For this reason, next are described two algorithms for count data with an excess of zeros proposed by Mathlouthi et al. (2019) and applied by Montesinos-López et al. (2021) for genomic prediction. The first algorithm is called zero-altered Poisson random forests (ZAP_RF) and the other is called zero-altered Poisson custom random forest (ZAPC_RF), both algorithms [zero-altered Poisson (ZAP) regression models], assumed that Y = 0 with probability θ (0 ≤ θ < 1), and that Y follows a zero-truncated Poisson distribution with parameter μ (μ > 0), given that Y > 0 (Mathlouthi et al. 2019). That is, they are based on the ZAP random variable

$$ P\left(Y=y\right)=\left\{\begin{array}{c}\theta \kern9.5em y=0\\ {}\frac{\left(1-\theta \right)\exp \left(-\mu \right){\mu}^y}{\left(1-\exp \left(-\mu \right)\right)y!}\kern1em y>0\end{array}\right. $$

The mean and variance for ZAP are

$$ E(Y)=\frac{\left(1-\theta \right)\exp \left(-\mu \right)}{\left(1-\exp \left(-\mu \right)\right)}\mathrm{and}\ \mathrm{Var}(Y)=\frac{\left(1-\theta \right)}{\left(1-\exp \left(-\mu \right)\right)}\left(\mu +{\mu}^2\right)-{\left(\frac{\left(1-\theta \right)}{\left(1-\exp \left(-\mu \right)\right)}\mu \right)}^2 $$

In general, zero-altered models are two-part models, where the first part is a logistic model, and the second part is a truncated count model. However, under the ZAP_RF and ZAPC_RF, instead of assuming a linear predictor (like ZAP regression models), it is assumed that the links between the covariates and the responses (Mathlouthi et al. 2019) through μ and θ are given by nonparametric link functions like

$$ \log \left(\mu \right)={f}_{\mu}\left(\boldsymbol{x}\right)\ \mathrm{and}\ \log \left(\frac{\theta }{1-\theta}\right)={f}_{\theta}\left(\boldsymbol{x}\right), $$
(15.1)

where fμ and fθ are general unknown link functions. A general nonparametric and flexible procedure can be used to estimate fμ and fθ in (15.1). However, here we used a random forest in two steps instead of a parametric model:

Step 1. Zero model. Fit a binary RF to the response I(Y = 0), that is, the binary variable takes a value of 1 if Y = 0 and a value of 0 if Y > 0. This model produces estimates of \( \hat{\theta} \).

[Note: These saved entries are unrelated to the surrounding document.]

//! Plan badge markup.

use concise_models::{PlanResolution, PlanStatus};

use super::escape_html;

/// Render the plan badge shown next to the user menu.
pub fn render_badge(resolution: &PlanResolution) -> String {
    let tone = resolution.badge_tone();
    let status = match resolution.status {
        PlanStatus::Active { .. } => "active",
        PlanStatus::Free => "free",
        PlanStatus::Unrecognized { .. } => "unrecognized",
    };

    format!(
        concat!(
            r#"<span class="plan-badge plan-badge--{tone}" data-plan-status="{status}">"#,
            r#"<span class="plan-badge__crown plan-badge__crown--{tone}" aria-hidden="true">&#9819;</span>"#,
            "{name}</span>"
        ),
        tone = tone.as_str(),
        status = status,
        name = escape_html(&resolution.plan_name),
    )
}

Step 2. Truncated model. Fit an RF using only the positive (Y > 0) observations. Assume there are N+ such observations denoted by \( {Y}_1^{+},\dots, {Y}_{N^{+}}^{+} \). This model produces estimates of \( \hat{\mu} \). However, to exploit the Poisson assumption, the splitting criteria used in the RF with the truncated part was derived from the zero-truncated Poisson likelihood that is equal to:

$$ L{L}^{+}=-{N}^{+}\log \left(1-\exp \left(-\mu \right)\right)+\log \left(\mu \right)\sum \limits_i^{N^{+}}{Y}_i^{+}-{N}^{+}\mu -\sum \limits_i^{N^{+}}\log \left({Y}_i^{+}!\right), $$
(15.2)

where LL+ is the log-likelihood function of a sample of a zero-truncated Poisson distribution. The estimate of μ is obtained by solving \( \frac{\partial L{L}^{+}}{\partial \mu }=0 \), which reduces to

$$ \frac{\sum \limits_i^{N^{+}}{Y}_i^{+}\ }{N^{+}}=\frac{\mu }{1-\exp \left(-\mu \right)} $$

For a given candidate split, the log-likelihood function given in (15.2) is computed separately in the two children nodes and the best split is the one that maximizes

$$ \hat{L{L}^{+}}\ \left(\mathrm{left}\ \mathrm{node}\right)+\hat{L{L}^{+}}\ \left(\mathrm{right}\ \mathrm{node}\right), $$

where \( \hat{L{L}^{+}} \) (left node) and \( \hat{L{L}^{+}} \) (right node) are the log-likelihood for each node.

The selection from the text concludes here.